> TASK GOAL:
The first line of the entries below, the line containing "name, if any.", and every line between them should be repeated exactly, and nothing else.

> Collected data:
+++

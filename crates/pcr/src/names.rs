//! Symbolic PCR index names (the conventional systemd-boot / firmware
//! measurement assignment), so selection strings can say
//! `boot-loader-code` instead of `4`.

/// `(symbolic name, PCR index)` pairs, in index order.
pub const PCR_NAMES: &[(&str, u8)] = &[
    ("platform-code", 0),
    ("platform-config", 1),
    ("external-code", 2),
    ("external-config", 3),
    ("boot-loader-code", 4),
    ("boot-loader-config", 5),
    ("host-platform", 6),
    ("secure-boot-policy", 7),
    ("kernel-initrd", 8),
    ("ima", 9),
];

/// Resolve a symbolic PCR name to its index, case-insensitively.
pub fn index_for_name(name: &str) -> Option<u8> {
    PCR_NAMES
        .iter()
        .find(|(n, _)| n.eq_ignore_ascii_case(name))
        .map(|(_, i)| *i)
}

/// Resolve a PCR index back to its canonical symbolic name, if any.
pub fn name_for_index(index: u8) -> Option<&'static str> {
    PCR_NAMES.iter().find(|(_, i)| *i == index).map(|(n, _)| *n)
}

#[cfg(test)]
mod tests {
    use super::*;

    #[test]
    fn resolves_worked_example_names() {
        assert_eq!(index_for_name("boot-loader-code"), Some(4));
        assert_eq!(index_for_name("boot-loader-config"), Some(5));
    }

    #[test]
    fn is_case_insensitive() {
        assert_eq!(index_for_name("Boot-Loader-Code"), Some(4));
    }

    #[test]
    fn unknown_name_resolves_to_none() {
        assert_eq!(index_for_name("not-a-real-pcr"), None);
    }

    #[test]
    fn name_and_index_round_trip() {
        for &(name, index) in PCR_NAMES {
            assert_eq!(name_for_index(index), Some(name));
            assert_eq!(index_for_name(name), Some(index));
        }
    }
}
/// Which primary key algorithm the SRK (and therefore the sealed
/// object's parent) uses. Recorded alongside the blob since unseal
/// must re-derive the same kind of SRK if none is embedded.
#[derive(Debug, Clone, Copy, PartialEq, Eq)]
pub enum PrimaryAlg {
    Ecc,
    Rsa,
}

/// Inputs to a seal operation (spec §4.E "Seal inputs").
#[derive(Debug, Clone, Default)]
pub struct SealRequest {
    pub policy_digest: Option<PolicyDigest>,
    pub pin: Option<String>,
    pub export_srk: bool,
}

/// Outputs of a seal operation (spec §4.E "Seal outputs").
pub struct SealOutput {
    pub secret: Secret,
    pub blob: Blob,
    pub primary_alg: PrimaryAlg,
    pub srk_bytes: Option<Vec<u8>>,
}

/// Inputs to an unseal operation (spec §4.E "Unseal inputs").
pub struct UnsealRequest<'a> {
    pub device_spec: Option<String>,
    pub pcr_selection: SelectionList,
    pub public_key_name: Option<(u16, &'a [u8])>,
    pub pubkey_pcr_mask: Option<u32>,
    pub pin: Option<String>,
    pub expected_policy_digest: Option<PolicyDigest>,
    pub primary_alg: PrimaryAlg,
    pub blob: Blob,
    pub srk_bytes: Option<Vec<u8>>,
    /// The marshalled TPM public area of the signing key bound via
    /// `PolicyAuthorize`, present iff `public_key_name`/`pubkey_pcr_mask`
    /// are also set.
    pub public_key: Option<&'a [u8]>,
    /// Fingerprint identifying `public_key` in `signatures`.
    pub key_fingerprint: Option<&'a str>,
    /// `policy_ref` passed to `PolicyAuthorize`; empty/absent is the
    /// common case of an unqualified signed policy.
    pub policy_ref: Option<&'a [u8]>,
    /// The signature collection to search for an entry matching this
    /// bank, `pubkey_pcr_mask`, `key_fingerprint`, and
    /// `expected_policy_digest`.
    pub signatures: Option<&'a tpmseal_policy::SignatureCollection>,
}

fn compute_pin_gate(request: &SealRequest) -> Result<Option<Secret>> {
    request.pin.as_deref().map(crate::pin::auth_value).transpose()
}

/// Compute the expected policy digest for a seal request from its
/// bound inputs (no public key or PCR binding supported at this call
/// site — callers needing those compose [`tpmseal_policy::expected_digest`]
/// directly and pass the result in as `policy_digest`).
pub fn policy_digest_for_pin_only(pin_bound: bool) -> Result<PolicyDigest> {
    tpmseal_policy::expected_digest(&PolicyInputs {
        public_key: None,
        pcr_selection: None,
        pcr_values: &[],
        pin_bound,
    })
}

#[cfg(not(feature = "hardware-tpm"))]
pub fn seal(_request: SealRequest) -> Result<SealOutput> {
    Err(Error::UnavailableTransport(
        "this build was compiled without hardware-tpm support".to_string(),
    ))
}

#[cfg(not(feature = "hardware-tpm"))]
pub fn unseal(_request: UnsealRequest<'_>) -> Result<Secret> {
    Err(Error::UnavailableTransport(
        "this build was compiled without hardware-tpm support".to_string(),
    ))
}

#[cfg(feature = "hardware-tpm")]
pub use hardware::{seal, unseal};
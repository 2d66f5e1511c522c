//! Ambient foundation shared by every layer of the TPM2 sealing engine:
//! the error kind, structured logging setup, configuration loading, and
//! zero-on-drop secret storage.
//!
//! Nothing in this crate talks to a TPM; it exists so the layered crates
//! (`tpmseal-pcr`, `tpmseal-transport`, `tpmseal-policy`, `tpmseal-seal`)
//! share one error type and one notion of "a secret that must not outlive
//! its use".

pub mod config;
pub mod error;
pub mod logging;
pub mod secret;

pub use config::Config;
pub use error::{Error, Result};
pub use secret::Secret;
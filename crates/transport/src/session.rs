//! Encryption sessions (parameter confidentiality/integrity) and policy
//! sessions (trial or real authorization).

#![cfg(feature = "hardware-tpm")]

use crate::handle::{Handle, ReleaseMode};
use std::cell::RefCell;
use std::rc::Rc;
use tss_esapi::attributes::SessionAttributesBuilder;
use tss_esapi::constants::SessionType;
use tss_esapi::handles::KeyHandle;
use tss_esapi::interface_types::algorithm::HashingAlgorithm;
use tss_esapi::interface_types::session_handles::AuthSession;
use tss_esapi::structures::SymmetricDefinition;
use tss_esapi::Context as EsysContext;

/// The parameter-encryption profile required after `open()` (spec §4.A
/// invariants): AES, 128-bit key, CFB mode.
pub fn required_symmetric_definition() -> SymmetricDefinition {
    SymmetricDefinition::Aes { key_bits: tss_esapi::interface_types::key_bits::AesKeyBits::Aes128, mode: tss_esapi::interface_types::algorithm::SymmetricMode::Cfb }
}

/// Start an HMAC session salted by `salt_key` (normally the SRK), with
/// AES-128-CFB parameter encryption enabled in both directions.
pub fn start_encryption_session(
    context: Rc<RefCell<EsysContext>>,
    salt_key: KeyHandle,
) -> tpmseal_core::Result<(Handle, AuthSession)> {
    let session = {
        let mut ctx = context.borrow_mut();
        ctx.start_auth_session(
            Some(salt_key),
            None,
            None,
            SessionType::Hmac,
            required_symmetric_definition(),
            HashingAlgorithm::Sha256,
        )
        .map_err(|e| tpmseal_core::Error::Unrecoverable(format!("starting encryption session: {e}")))?
        .ok_or_else(|| tpmseal_core::Error::Unrecoverable("TPM returned no session handle".to_string()))?
    };

    {
        let mut ctx = context.borrow_mut();
        let (attrs, mask) = SessionAttributesBuilder::new()
            .with_decrypt(true)
            .with_encrypt(true)
            .build();
        ctx.tr_sess_set_attributes(session, attrs, mask).map_err(|e| {
            tpmseal_core::Error::Unrecoverable(format!("setting session attributes: {e}"))
        })?;
    }

    let object = session.handle();
    let handle = Handle::new(context, object, ReleaseMode::Close);
    Ok((handle, session))
}

/// Start a policy session: trial (builds the digest without enforcing)
/// or real (enforces during authorization), salted by `salt_key` when
/// one is associated with the session. Follows the newer tpmKey-based
/// `start_auth_session` form per the resolved Open Question (salt the
/// session with the primary handle rather than `ESYS_TR_NONE`).
pub fn start_policy_session(
    context: Rc<RefCell<EsysContext>>,
    salt_key: Option<KeyHandle>,
    trial: bool,
) -> tpmseal_core::Result<(Handle, AuthSession)> {
    let session_type = if trial { SessionType::Trial } else { SessionType::Policy };

    let session = {
        let mut ctx = context.borrow_mut();
        ctx.start_auth_session(
            salt_key,
            None,
            None,
            session_type,
            required_symmetric_definition(),
            HashingAlgorithm::Sha256,
        )
        .map_err(|e| tpmseal_core::Error::Unrecoverable(format!("starting policy session: {e}")))?
        .ok_or_else(|| tpmseal_core::Error::Unrecoverable("TPM returned no session handle".to_string()))?
    };

    let object = session.handle();
    let handle = Handle::new(context, object, ReleaseMode::Close);
    Ok((handle, session))
}
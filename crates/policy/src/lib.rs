//! The policy and digest engine: offline computation of authorization
//! policy digests, the shared wire-format marshalling that keeps the
//! offline path and the on-TPM trial-session path in byte-for-byte
//! agreement, on-TPM policy session driving, and signed-policy
//! verification.

pub mod digest;
pub mod marshal;
pub mod signature;

#[cfg(feature = "hardware-tpm")]
pub mod live;

pub use digest::{expected_digest, PolicyDigest, PolicyInputs, ZERO_DIGEST};
pub use signature::{SignatureCollection, SignedPolicyEntry};
//! The small set of PCR bank hash algorithms the engine understands.

use std::fmt;
use std::str::FromStr;

/// A PCR bank's hash algorithm.
#[derive(Debug, Clone, Copy, PartialEq, Eq, Hash, PartialOrd, Ord)]
pub enum HashAlg {
    Sha1,
    Sha256,
    Sha384,
    Sha512,
}

impl HashAlg {
    /// Digest size in bytes for this bank.
    pub fn digest_size(self) -> usize {
        match self {
            HashAlg::Sha1 => 20,
            HashAlg::Sha256 => 32,
            HashAlg::Sha384 => 48,
            HashAlg::Sha512 => 64,
        }
    }

    /// All banks the engine is willing to consider, in the preference
    /// order used by the bank quality heuristic (best first).
    pub fn preference_order() -> [HashAlg; 2] {
        [HashAlg::Sha256, HashAlg::Sha1]
    }
}

impl fmt::Display for HashAlg {
    fn fmt(&self, f: &mut fmt::Formatter<'_>) -> fmt::Result {
        let s = match self {
            HashAlg::Sha1 => "sha1",
            HashAlg::Sha256 => "sha256",
            HashAlg::Sha384 => "sha384",
            HashAlg::Sha512 => "sha512",
        };
        f.write_str(s)
    }
}

impl FromStr for HashAlg {
    type Err = tpmseal_core::Error;

    fn from_str(s: &str) -> Result<Self, Self::Err> {
        match s.to_ascii_lowercase().as_str() {
            "sha1" => Ok(HashAlg::Sha1),
            "sha256" => Ok(HashAlg::Sha256),
            "sha384" => Ok(HashAlg::Sha384),
            "sha512" => Ok(HashAlg::Sha512),
            other => Err(tpmseal_core::Error::BadArgument(format!(
                "unknown PCR bank hash algorithm: {other}"
            ))),
        }
    }
}

#[cfg(test)]
mod tests {
    use super::*;

    #[test]
    fn round_trips_through_string() {
        for alg in [HashAlg::Sha1, HashAlg::Sha256, HashAlg::Sha384, HashAlg::Sha512] {
            let s = alg.to_string();
            assert_eq!(s.parse::<HashAlg>().unwrap(), alg);
        }
    }

    #[test]
    fn rejects_unknown_algorithm() {
        assert!("md5".parse::<HashAlg>().is_err());
    }

    #[test]
    fn preference_order_prefers_sha256() {
        assert_eq!(HashAlg::preference_order()[0], HashAlg::Sha256);
    }
}
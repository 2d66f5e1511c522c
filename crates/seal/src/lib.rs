//! The seal/unseal pipeline and the external-boundary types it reads
//! and writes: the sealed-object blob, the LUKS2 JSON token, PIN
//! handling, the bounded unseal retry loop, and best-effort TPM
//! entropy crediting.

pub mod blob;
pub mod pin;
pub mod retry;
pub mod rng;
pub mod seal;
pub mod token;

pub use blob::Blob;
pub use seal::{seal, unseal, PrimaryAlg, SealOutput, SealRequest, UnsealRequest};
pub use token::{Tpm2Token, TOKEN_TYPE};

+++

> EXERCISE ANSWER:
filename crates/pcr/src/names.rs
//! Symbolic PCR index names (the conventional systemd-boot / firmware
//! measurement assignment), so selection strings can say
//! `boot-loader-code` instead of `4`.

/// `(symbolic name, PCR index)` pairs, in index order.
pub const PCR_NAMES: &[(&str, u8)] = &[
    ("platform-code", 0),
    ("platform-config", 1),
    ("external-code", 2),
    ("external-config", 3),
    ("boot-loader-code", 4),
    ("boot-loader-config", 5),
    ("host-platform", 6),
    ("secure-boot-policy", 7),
    ("kernel-initrd", 8),
    ("ima", 9),
];

/// Resolve a symbolic PCR name to its index, case-insensitively.
pub fn index_for_name(name: &str) -> Option<u8> {
    PCR_NAMES
        .iter()
        .find(|(n, _)| n.eq_ignore_ascii_case(name))
        .map(|(_, i)| *i)
}

/// Resolve a PCR index back to its canonical symbolic name, if any.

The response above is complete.